Bhagat Beni (ਭਗਤ ਬੈਣੀ, pronunciation: /pa/) is one of the fifteen sants and Sufis, whose teachings have been incorporated in the Guru Granth Sahib, it is believed he spent most of his time in prayer and meditation, who often neglected the household needs while in meditation and prayer. According to W. H. McLeod, Beni is unknown apart from his three compositions that were included in the Guru Granth Sahib.

==Brief biography==
Nothing is known about the exact date and place of birth of Bhagat Beni. In spite of all this uncertainty, he can be called a contemporary of Guru Nanak. It seems that Beni lived in this world somewhere between mid-15th century to the mid-16th century. He was a well-educated scholar, with a very humble temperament. He was ever ready to serve the true preceptor which provided him real comfort:

"Beloved! other than Thee none else have I.
Nothing else do I love;
in Thy grace lies my joy." SGGS-61

==Principles and ideals==
Bhagat Beni makes a severe denunciation of the Hindu rituals and austerities of Hatha Yoga so that common man learns of the real motive of true religion i.e. cultivation of the Divine Name. He has three hymns on this subject included in the Guru Granth Sahib under Siri Raag (P.93), Ramkali (974) and Prabhati (1351) musical measures. In these hymns he has severely denounced in an apt and cryptic tone the ritual formalism and advised us to ever remember the True Lord. In his hymn in Ramkali measure, beginning with "The passage ira, Pingala and Sukhmana, all in one place, at the tenth Door abide" says:
The Master's teaching in mind he bears,
His mind and body to the Lord's devotion dedicating.
By the enlightenment by the Master granted, are crushed demons of evil.
Lord! Beni for devotion to
Thy Name supplicates. SGGS-974

This shows that he, who is fully absorbed in the Divine Name, has got rid of his sleep.
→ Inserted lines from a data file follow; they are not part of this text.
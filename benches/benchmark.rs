use asmdiff::executable::{ExeSectionInfo, ExeSectionType, Executable};
use asmdiff::function::{Function, FunctionSetup};
use asmdiff::instruction::AsmFormat;
use asmdiff::matcher::AsmMatcher;
use criterion::{black_box, criterion_group, criterion_main, Criterion};

/// Builds an executable whose code section repeats a small function body.
fn build_executable(repeats: usize) -> Executable {
    // push ebp; mov ebp, esp; je +2; xor eax, eax; call +2; pop ebp; ret
    let body: &[u8] = &[
        0x55, 0x89, 0xe5, 0x74, 0x02, 0x31, 0xc0, 0xe8, 0x02, 0x00, 0x00, 0x00, 0x90, 0x90, 0x5d,
        0xc3,
    ];
    let mut data = Vec::with_capacity(body.len() * repeats);
    for _ in 0..repeats {
        data.extend_from_slice(body);
    }

    let mut exe = Executable::new();
    exe.set_image_base(0x400000);
    exe.add_section(ExeSectionInfo {
        name: ".text".into(),
        section_type: ExeSectionType::Code,
        address: 0x1000,
        size: data.len() as u64,
        data,
    });
    exe
}

pub fn benchmark(c: &mut Criterion) {
    let repeats = 256;
    let exe = build_executable(repeats);
    let end_address = 0x1000 + (repeats as u64) * 16;

    let mut g = c.benchmark_group("group");
    g.sample_size(20);

    g.bench_function("disassemble", |b| {
        b.iter(|| {
            let setup = FunctionSetup::new(&exe, AsmFormat::Default);
            let mut function = Function::new();
            function.disassemble(&setup, black_box(0x1000), black_box(end_address));
            black_box(function.get_instructions().len())
        })
    });

    let setup = FunctionSetup::new(&exe, AsmFormat::Default);
    let mut left = Function::new();
    left.disassemble(&setup, 0x1000, end_address);
    let mut right = Function::new();
    right.disassemble(&setup, 0x1000, end_address);

    g.bench_function("compare", |b| {
        b.iter(|| {
            let result = AsmMatcher::run_comparison([black_box(&left), black_box(&right)], 20);
            black_box(result.match_count)
        })
    });
}

criterion_group!(benches, benchmark);
criterion_main!(benches);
He who has to overcome his five senses, must love the Lord's Name. The nine doors open only to develop love for and attachment with this manifest world. However, the tenth door is mystical through which one develops unity with God. A proper use of this saves man from failing to the trap of Maya. As such, his life is not wasted, and he remains united to his object. The Divine Light kindles within him the four-pronged lamp, a musical measure which comprises five instruments begins to play in his mind. Thus, in this hymn, Bhagat Beni lays emphasis on discarding ritualism and on developing unity with the Lord through the feeling of devotion. On an analysis of the language of this hymn, some scholars opine that Beni has denounced 'the limbs smeared with sandalwood paste and tulsi leaves placed on the forehead yet the heart be like one holding knife in hand (SGGS 1351). Thus, this hymn is said to stand in binary opposition to the Sikh precepts, but the fact is that he makes a categorical statement that the state of mystical unity with the Lord includes the fruits of Yoga practices and pilgrimages.
The hymn included under Prabhati measure paints a true picture of a man caught in a life of rituals and sham. Beni says: " You besmear your body with sandalwood paste and put tulsi leaves on your forehead, but in the hand of your heart you have a sharp dagger. How deceitful you are! still you pretend to have your consciousness fixed on the Lord. You are a prey to agnosticism. In your heart of hearts you have been conspiring either to kill someone or to usurp the property of the other. You dance before your deity so as to please it, but your mind is ever full of wicked designs. Thus, all that you are doing is futile because you are by nature wicked, immoral and impious. No doubt, you wear a rosary of tulsi-beads, a pastemark on your forehead, but all this is a sham because you have not purified yourself from within. Thus all your actions are futile, deceitful and full of wastage, How can the Lord be pleased with such action? What is acceptable to Him is the prayer offered in a humble and devout manner. Therefore, the seeker must make a note that:
Whoever the essence of the self
has not contemplated,
All his action are hollow, blind.
Saith Beni : Let man by the Master's guidance
On the Lord meditate.
None without the holy Preceptor
finds the path. SGGS-1351
Guru Arjan Dev has also said that Bhagat Beni attained enlightenment only through the Holy Word.
Bhai Gurdas has also referred to the life of Bhagat Beni in the 14th stanza of his tenth Var. Therein he says that Beni was so close to the Lord that the latter Himself took the form of a king and fulfilled all his material needs
(The Lord) protects honour of the devotee
and calls on him as a king.
He provides him all solace
and takes care of his expenses ... ...
He came down from there to the devotee
and showed his benevolent love.
Thus He makes devotees ford Him.

From the above it appears that Bhagat Beni had completely coalesced himself with the Lord. Bhagats generally have in a way, put the Lord under their spell :
Thou to Thy devotees art compliant-
The devotees from Thee have strength SGGS-962

==Death==
His date of death is unknown.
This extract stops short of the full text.